**** Excerpted records ****

use ash::vk;
use rustc_hash::FxHashMap;

use crate::Result;

/// A filter-keyed sampler cache. Samplers live until the device does.
pub(crate) struct Samplers {
	samplers: FxHashMap<vk::Filter, vk::Sampler>,
}

impl Samplers {
	pub fn new() -> Self {
		Self {
			samplers: FxHashMap::default(),
		}
	}

	pub fn get(&mut self, device: &ash::Device, filter: vk::Filter) -> Result<vk::Sampler> {
		if let Some(&sampler) = self.samplers.get(&filter) {
			return Ok(sampler);
		}
		let sampler = unsafe {
			device.create_sampler(
				&vk::SamplerCreateInfo::default()
					.mag_filter(filter)
					.min_filter(filter)
					.mipmap_mode(vk::SamplerMipmapMode::NEAREST)
					.address_mode_u(vk::SamplerAddressMode::CLAMP_TO_EDGE)
					.address_mode_v(vk::SamplerAddressMode::CLAMP_TO_EDGE)
					.address_mode_w(vk::SamplerAddressMode::CLAMP_TO_EDGE)
					.max_lod(vk::LOD_CLAMP_NONE),
				None,
			)?
		};
		self.samplers.insert(filter, sampler);
		Ok(sampler)
	}

	pub unsafe fn cleanup(&mut self, device: &ash::Device) {
		for (_, sampler) in self.samplers.drain() {
			unsafe {
				device.destroy_sampler(sampler, None);
			}
		}
	}
}
#[derive(Clone, PartialEq, Eq, Hash, Debug)]
pub enum SvKind {
	Uint,
	Sint,
	Float,
	Image(ImageMeta),
	Struct {
		name: String,
		members: BTreeMap<String, SvMember>,
	},
	Sampler,
}

/// A reflected shader type. `width`/`vec`/`cols` describe numeric shapes; structs carry
/// their members by name.
#[derive(Clone, PartialEq, Eq, Hash, Debug)]
pub struct SvType {
	pub kind: SvKind,
	pub width: u32,
	pub vec: u32,
	pub cols: u32,
	pub size: u32,
	pub alignment: u32,
	/// `0` when not an array, `!0` when unbounded.
	pub array_len: u32,
}

impl SvType {
	pub fn is_struct(&self) -> bool { matches!(self.kind, SvKind::Struct { .. }) }

	pub fn is_image(&self) -> bool { matches!(self.kind, SvKind::Image(_)) }

	pub fn member(&self, name: &str) -> Option<&SvMember> {
		match &self.kind {
			SvKind::Struct { members, .. } => members.get(name),
			_ => None,
		}
	}
}

/// Deduplicates structurally identical type trees.
#[derive(Default)]
pub struct TypeInterner {
	table: Mutex<FxHashSet<Arc<SvType>>>,
}

impl TypeInterner {
	pub fn intern(&self, ty: SvType) -> Arc<SvType> {
		let mut table = self.table.lock().unwrap();
		if let Some(existing) = table.get(&ty) {
			return existing.clone();
		}
		let ty = Arc::new(ty);
		table.insert(ty.clone());
		ty
	}
}

#[derive(Copy, Clone, PartialEq, Eq, Hash, Debug, Default)]
pub struct Access {
	pub read: bool,
	pub write: bool,
}

#[derive(Clone, PartialEq, Debug)]
pub struct NamedBinding {
	pub binding: u32,
	pub descriptor_type: vk::DescriptorType,
	pub descriptor_count: u32,
	pub name: String,
	pub ty: Arc<SvType>,
	pub stage_mask: vk::ShaderStageFlags,
	pub access: Access,
}

impl NamedBinding {
	pub fn ssbo(&self) -> bool {
		matches!(
			self.descriptor_type,
			vk::DescriptorType::STORAGE_BUFFER
				| vk::DescriptorType::STORAGE_BUFFER_DYNAMIC
				| vk::DescriptorType::STORAGE_TEXEL_BUFFER
		)
	}
}

#[derive(Clone, PartialEq, Debug, Default)]
pub struct ShaderLayout {
	pub rt_count: u32,
	pub push_constant_size: u32,
	pub sets: BTreeMap<u32, BTreeMap<u32, NamedBinding>>,
	pub by_name: FxHashMap<String, BindingIndex>,
}

impl ShaderLayout {
	pub fn binding(&self, idx: BindingIndex) -> Option<&NamedBinding> { self.sets.get(&idx.set)?.get(&idx.binding) }

	pub fn index(&self, name: &str) -> Option<BindingIndex> { self.by_name.get(name).copied() }

	/// Union of two layouts: `other` wins on conflicting bindings, stage masks OR together,
	/// `rt_count` and `push_constant_size` take the max.
	pub fn merge(&self, other: &ShaderLayout) -> ShaderLayout {
		let mut out = self.clone();
		out.rt_count = self.rt_count.max(other.rt_count);
		out.push_constant_size = self.push_constant_size.max(other.push_constant_size);
		out.by_name.extend(other.by_name.iter().map(|(k, v)| (k.clone(), *v)));
		for (&set, bindings) in other.sets.iter() {
			let dst = out.sets.entry(set).or_default();
			for (&binding, nb) in bindings.iter() {
				match dst.entry(binding) {
					std::collections::btree_map::Entry::Occupied(mut o) => {
						let mask = o.get().stage_mask;
						let mut nb = nb.clone();
						nb.stage_mask |= mask;
						o.insert(nb);
					},
					std::collections::btree_map::Entry::Vacant(v) => {
						v.insert(nb.clone());
					},
				}
			}
		}
		out
	}
}

/// Everything reflected out of one shader binary.
#[derive(Clone, Default)]
pub struct Reflection {
	pub stage: vk::ShaderStageFlags,
	pub layout: ShaderLayout,
	pub vertex_binding: vk::VertexInputBindingDescription,
	pub vertex_attributes: Vec<vk::VertexInputAttributeDescription>,
}

pub fn reflect(words: &[u32], types: &TypeInterner) -> Result<Reflection> {
	let module = dr::load_words(words).map_err(|e| Error::ShaderCompile(format!("invalid SPIR-V: {e}")))?;
	reflect_module(&module, types)
}

pub fn reflect_module(module: &dr::Module, types: &TypeInterner) -> Result<Reflection> {
	Reflector::new(module, types)?.run()
}

struct Reflector<'m> {
	defs: FxHashMap<Word, &'m dr::Instruction>,
	names: FxHashMap<Word, String>,
	member_names: FxHashMap<(Word, u32), String>,
	decorations: FxHashMap<Word, Vec<(Decoration, Option<u32>)>>,
	member_decorations: FxHashMap<(Word, u32), Vec<(Decoration, Option<u32>)>>,
	interner: &'m TypeInterner,
	stage: vk::ShaderStageFlags,
}

fn operand_id(op: &dr::Operand) -> Option<Word> {
	match op {
		dr::Operand::IdRef(id) => Some(*id),
		_ => None,
	}
}

fn operand_u32(op: &dr::Operand) -> Option<u32> {
	match op {
		dr::Operand::LiteralBit32(v) => Some(*v),
		_ => None,
	}
}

****

From the records above, return each line that has the string "Operand".

fn operand_id(op: &dr::Operand) -> Option<Word> {
		dr::Operand::IdRef(id) => Some(*id),
fn operand_u32(op: &dr::Operand) -> Option<u32> {
		dr::Operand::LiteralBit32(v) => Some(*v),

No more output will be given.